═════ PROVIDED DATA

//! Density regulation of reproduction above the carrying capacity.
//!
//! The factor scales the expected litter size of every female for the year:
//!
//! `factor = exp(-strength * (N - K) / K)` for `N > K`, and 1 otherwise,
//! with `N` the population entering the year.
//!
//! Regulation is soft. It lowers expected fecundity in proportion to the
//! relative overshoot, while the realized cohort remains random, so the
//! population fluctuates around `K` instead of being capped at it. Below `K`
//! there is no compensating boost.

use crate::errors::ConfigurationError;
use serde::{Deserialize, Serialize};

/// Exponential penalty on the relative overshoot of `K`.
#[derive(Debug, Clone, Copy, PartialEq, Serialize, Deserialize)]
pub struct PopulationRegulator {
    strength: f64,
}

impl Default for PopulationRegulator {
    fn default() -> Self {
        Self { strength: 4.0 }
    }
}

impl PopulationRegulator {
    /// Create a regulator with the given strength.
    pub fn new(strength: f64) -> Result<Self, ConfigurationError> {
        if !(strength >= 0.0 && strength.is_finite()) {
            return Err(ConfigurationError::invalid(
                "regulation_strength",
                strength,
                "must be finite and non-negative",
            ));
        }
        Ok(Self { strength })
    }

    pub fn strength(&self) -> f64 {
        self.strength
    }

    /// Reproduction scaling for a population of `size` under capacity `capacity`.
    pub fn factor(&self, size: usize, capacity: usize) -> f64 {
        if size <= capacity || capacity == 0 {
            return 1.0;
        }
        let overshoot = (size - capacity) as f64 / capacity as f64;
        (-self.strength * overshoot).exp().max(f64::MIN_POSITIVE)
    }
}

══════════

DIRECTIONS FOR THIS TASK ▸ The line with "fn default() ->" through the last line of the data: write these out exactly, and no others.

SOLUTION TO THIS PROBLEM ▸
    fn default() -> Self {
        Self { strength: 4.0 }
    }
}

impl PopulationRegulator {
    /// Create a regulator with the given strength.
    pub fn new(strength: f64) -> Result<Self, ConfigurationError> {
        if !(strength >= 0.0 && strength.is_finite()) {
            return Err(ConfigurationError::invalid(
                "regulation_strength",
                strength,
                "must be finite and non-negative",
            ));
        }
        Ok(Self { strength })
    }

    pub fn strength(&self) -> f64 {
        self.strength
    }

    /// Reproduction scaling for a population of `size` under capacity `capacity`.
    pub fn factor(&self, size: usize, capacity: usize) -> f64 {
        if size <= capacity || capacity == 0 {
            return 1.0;
        }
        let overshoot = (size - capacity) as f64 / capacity as f64;
        (-self.strength * overshoot).exp().max(f64::MIN_POSITIVE)
    }
}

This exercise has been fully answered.